Признаюсь честно, Гизеле, конечно, приходилось намного хуже. Начиная со второго действия она все время должна была находиться на сцене, ей предстояло любезничать, подняться на башню, уколоться веретеном, заснуть и с трепещущими веками ждать, пока все переодетые дворцовыми голубями девочки, воркуя и хлопая крыльями, усядутся вокруг нее, и придворные, зевая, откинутся на спинки стульев, маленький Хорбаш в роли дворцового пса прервет громкий лай и упадет головой на передние лапы, пока повар размахнется и замрет, не успев дать поваренку очередную пощечину. Еще не потухли прожектора и замок еще не превратился в сонное царство, а Гизела уже скользнула в каморку, чтобы узнать, как обстоят дела. Зрители воспринимали спектакль всерьез и энергично запротестовали против подобной вольности.
Но мы не могли взять себя в руки, без Марианны мы играли более вяло, чем обычно. Нам не хватало ее подбадривающего взгляда из-за кулис, мы застревали посреди фразы и после вымученных деревянных движений по сцене вспоминали текст, только когда у стойки показывалась хозяйка и махала нам рукой, давая понять, что все пока в порядке. Спектакль продолжался больше двух часов, намного дольше, чем обычно. Но детям это нравилось. Они открыв рот взирали на сказочный мир и ничего не знали о нашей беде.
Я, конечно, прозевал свой выход. Правда, я слышал слова, когда должен был выйти на сцену, только во всей этой суматохе я потерял деревянный меч, с помощью которого должен был продираться сквозь настоящие колючие заросли к принцессе!
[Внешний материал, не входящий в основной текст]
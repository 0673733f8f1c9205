//! Short text excerpts of changed files.

use anyhow::{Context, Result};
use content_inspector::{ContentType, inspect};
use std::collections::VecDeque;
use std::fs::File;
use std::io::{BufRead, BufReader, Read};
use std::path::Path;
use tracing::{Level, debug, span};

use crate::utils::formatters::truncate_chars;

/// Longest excerpt line, in characters.
pub const PREVIEW_WIDTH: usize = 60;

/// Check if a file is binary by inspecting its first 8KB.
///
/// # Errors
///
/// Returns an error if the file cannot be opened or read.
pub fn is_binary_file(path: &Path) -> Result<bool> {
    let span = span!(Level::DEBUG, "binary_check", path = %path.display());
    let _guard = span.enter();

    let mut file = File::open(path)
        .with_context(|| format!("Failed to open file for binary check: {}", path.display()))?;

    let mut buffer = [0u8; 8192];
    let n = file
        .read(&mut buffer)
        .with_context(|| format!("Failed to read file for binary check: {}", path.display()))?;

    if n == 0 {
        return Ok(false);
    }

    let is_binary = matches!(inspect(&buffer[..n]), ContentType::BINARY);
    debug!(is_binary, bytes_checked = n, "Binary detection complete");
    Ok(is_binary)
}

/// First `count` lines of a text file, trimmed and truncated.
///
/// `None` for binary, unreadable or missing files.
#[must_use]
pub fn head_lines(path: &Path, count: usize) -> Option<Vec<String>> {
    let reader = open_text(path)?;
    let mut lines = Vec::with_capacity(count);
    for line in reader.split(b'\n').take(count) {
        lines.push(clean_line(&line.ok()?));
    }
    Some(lines)
}

/// Last `count` lines of a text file, trimmed and truncated.
///
/// `None` for binary, unreadable or missing files.
#[must_use]
pub fn tail_lines(path: &Path, count: usize) -> Option<Vec<String>> {
    let reader = open_text(path)?;
    let mut window = VecDeque::with_capacity(count + 1);
    for line in reader.split(b'\n') {
        window.push_back(line.ok()?);
        if window.len() > count {
            window.pop_front();
        }
    }
    Some(window.iter().map(|l| clean_line(l)).collect())
}

fn open_text(path: &Path) -> Option<BufReader<File>> {
    match is_binary_file(path) {
        Ok(false) => File::open(path).ok().map(BufReader::new),
        Ok(true) => None,
        Err(e) => {
            debug!(error = %e, "Preview unavailable");
            None
        }
    }
}

fn clean_line(raw: &[u8]) -> String {
    let text = match simdutf8::basic::from_utf8(raw) {
        Ok(text) => std::borrow::Cow::Borrowed(text),
        Err(_) => String::from_utf8_lossy(raw),
    };
    truncate_chars(text.trim_end(), PREVIEW_WIDTH).to_string()
}
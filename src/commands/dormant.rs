use crate::WitnessContext;
use crate::cancel::CancelToken;
use crate::commands::context::CommandContext;
use crate::dormant::{DormancyTracker, find_dormant, group_by_project, rank_by_activity};
use crate::output::{self, report};
use crate::poller::Poller;
use crate::signal;
use crate::snapshot::Snapshot;
use anyhow::{Result, bail};
use chrono::{DateTime, Utc};
use std::path::Path;
use std::time::Duration;

/// Options for the dormant command.
#[derive(Debug, Clone, Copy, Default, PartialEq, Eq)]
pub struct DormantArgs {
    /// Minimum age of a dormant file
    pub threshold: Duration,
    /// Overrides `report.limit`
    pub limit: Option<usize>,
    /// Group dormant files by top-level directory
    pub projects: bool,
    /// Rank top-level directories by their latest modification
    pub activity: bool,
    /// Keep checking and report files as they go quiet
    pub watch: bool,
    /// Overrides `watch.interval_secs` when watching
    pub interval: Option<Duration>,
}

/// Execute dormant command: report files untouched for longer than the
/// threshold, or keep watching for them
///
/// # Errors
///
/// Returns an error if:
/// - The path does not exist or cannot be listed
/// - The watch interval is zero
pub fn execute(ctx: &WitnessContext, path: &Path, args: DormantArgs) -> Result<()> {
    let root = ctx.resolve_target(path)?;
    let limit = args.limit.unwrap_or_else(|| ctx.report_limit());

    if args.watch {
        return watch(ctx, &root, &args, limit);
    }

    let snapshot = ctx.snapshotter(true, None).scan(&root)?;
    output::print_lines(report_lines(&snapshot, &args, limit, Utc::now()));
    Ok(())
}

/// Lines of a one-shot report. The plain listing is the default; `projects`
/// replaces it with the grouped one and `activity` appends the ranking.
fn report_lines(
    snapshot: &Snapshot,
    args: &DormantArgs,
    limit: usize,
    now: DateTime<Utc>,
) -> Vec<String> {
    let mut lines = Vec::new();

    if args.projects || !args.activity {
        let dormant = find_dormant(snapshot, args.threshold, now);
        lines = if args.projects {
            report::render_project_dormancy(&group_by_project(&dormant), args.threshold, limit)
        } else {
            report::render_dormant(&dormant, args.threshold, limit)
        };
    }

    if args.activity {
        if !lines.is_empty() {
            lines.push(String::new());
        }
        lines.extend(report::render_activity(&rank_by_activity(snapshot, now)));
    }
    lines
}

fn watch(ctx: &WitnessContext, root: &Path, args: &DormantArgs, limit: usize) -> Result<()> {
    let interval = args.interval.unwrap_or_else(|| ctx.config.watch_interval());
    if interval.is_zero() {
        bail!("Watch interval must be greater than zero");
    }

    let snapshotter = ctx.snapshotter(true, None);
    let poller = Poller::new(root.to_path_buf(), snapshotter.options().clone(), interval)
        .with_snapshotter(snapshotter)
        .reuse_digests(ctx.config.performance.reuse_digests);

    output::print_lines([
        format!(
            "watching for files dormant > {}",
            humantime::format_duration(args.threshold)
        ),
        format!("checking every {}", humantime::format_duration(interval)),
        "press Ctrl+C to stop".to_string(),
        String::new(),
    ]);

    let token = CancelToken::new();
    signal::cancel_on_interrupt(&token);

    let threshold = args.threshold;
    let mut tracker = DormancyTracker::default();
    let outcome = poller.run_scans(&token, None, |_, current| {
        let now = Utc::now();
        let newly = tracker.update(&find_dormant(current, threshold, now));
        if newly.is_empty() {
            return false;
        }
        output::print_lines(report::render_newly_dormant(&newly, &now, limit));
        true
    });
    token.cancel();
    let stats = outcome?;

    output::print_lines([String::new(), "watching stopped".to_string()]);
    output::verbose(&format!(
        "{} checks, {} found newly dormant files, {} failed",
        stats.ticks, stats.change_events, stats.scan_errors
    ));
    Ok(())
}
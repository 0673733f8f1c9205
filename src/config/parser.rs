use super::{Config, KEYS};
use anyhow::{Context, Result, bail};
use std::path::Path;

/// Read, parse and validate a config file.
///
/// # Errors
///
/// Returns an error if the file cannot be read, is not UTF-8, is not valid
/// TOML or contains out-of-range values.
pub fn parse_config_file(path: &Path) -> Result<Config> {
    let bytes = std::fs::read(path)
        .with_context(|| format!("Failed to read config file: {}", path.display()))?;

    let content = simdutf8::basic::from_utf8(&bytes)
        .map_err(|e| anyhow::anyhow!("Invalid UTF-8 in config file: {e}"))?;

    parse_config_str(content)
        .with_context(|| format!("Invalid config file: {}", path.display()))
}

/// Parse and validate config text. Unknown keys are logged, not rejected.
///
/// # Errors
///
/// Returns an error if the text is not valid TOML for [`Config`] or a value
/// is out of range.
pub fn parse_config_str(content: &str) -> Result<Config> {
    let config: Config = toml::from_str(content).context("Failed to parse TOML config")?;

    if let Ok(raw) = toml::from_str::<toml::Table>(content) {
        for key in unknown_keys(&raw) {
            tracing::warn!(key, "Unknown configuration field");
        }
    }

    validate_config(&config)?;
    Ok(config)
}

/// Check every field with a restricted range.
///
/// # Errors
///
/// Returns the first violated constraint.
pub fn validate_config(config: &Config) -> Result<()> {
    check_compression_level(config.core.compression_level)?;
    check_interval(config.watch.interval_secs)?;

    if config.performance.parallel_threads == 0 {
        bail!("Parallel threads must be at least 1");
    }

    if config.report.limit == 0 {
        bail!("Report limit must be at least 1");
    }

    Ok(())
}

pub(crate) fn check_compression_level(level: i32) -> Result<()> {
    if !(1..=22).contains(&level) {
        bail!("Compression level must be between 1 and 22");
    }
    Ok(())
}

pub(crate) fn check_interval(secs: f64) -> Result<()> {
    if !secs.is_finite() || secs <= 0.0 {
        bail!("Watch interval must be a positive number of seconds");
    }
    Ok(())
}

/// Dotted keys present in `raw` that the config does not know about.
fn unknown_keys(raw: &toml::Table) -> Vec<String> {
    let mut unknown = Vec::new();
    for (section, value) in raw {
        match value.as_table() {
            Some(table) => {
                for key in table.keys() {
                    let dotted = format!("{section}.{key}");
                    if !KEYS.contains(&dotted.as_str()) {
                        unknown.push(dotted);
                    }
                }
            }
            None => unknown.push(section.clone()),
        }
    }
    unknown
}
Что делать? Не могли же мои товарищи вечно изображать глубокий сон. Повару было тяжело держать поднятую правую руку, пес три раза чихнул, а веки Гизелы дрожали так, что это внушало серьезные опасения. Необходимо было срочно найти хоть какое-то оружие. Я лихорадочно пытался оторвать какую-нибудь доску от кулис, но то, что прибил Рихтер-бычок, держалось прочно. Наконец подоспела неожиданная помощь. Я вдруг почувствовал на затылке пропахшее табаком дыхание хозяина, он сунул мне в руки ножку стула и шепнул на ухо: «Давай вперед, парень. Ребенок родился. Кажись, девочка».
Я как бешеный устремился на сцену, только клочья летели, и смел на своем пути полкулисы, мой передник садовника зацепился за гвоздь, и с выдранным клоком я устремился на ослепительный свет к Гизеле, к спящей красавице. Весь зал затаил дыхание, и я сделал то, на что ни разу не мог отважиться: ни на одной репетиции, ни на одном представлении. Я поцеловал Гизелу. Не просто приник губами к уху, как обычно, нет, — я по-настоящему поцеловал ее в губы, а когда раздались аплодисменты, прошептал ей на ухо радостную весть. Она в восторге вскочила со стула, радостная, как никогда, щеки ее залил румянец, глаза сияли, и мы вышли к беснующейся публике, чтобы раскланяться.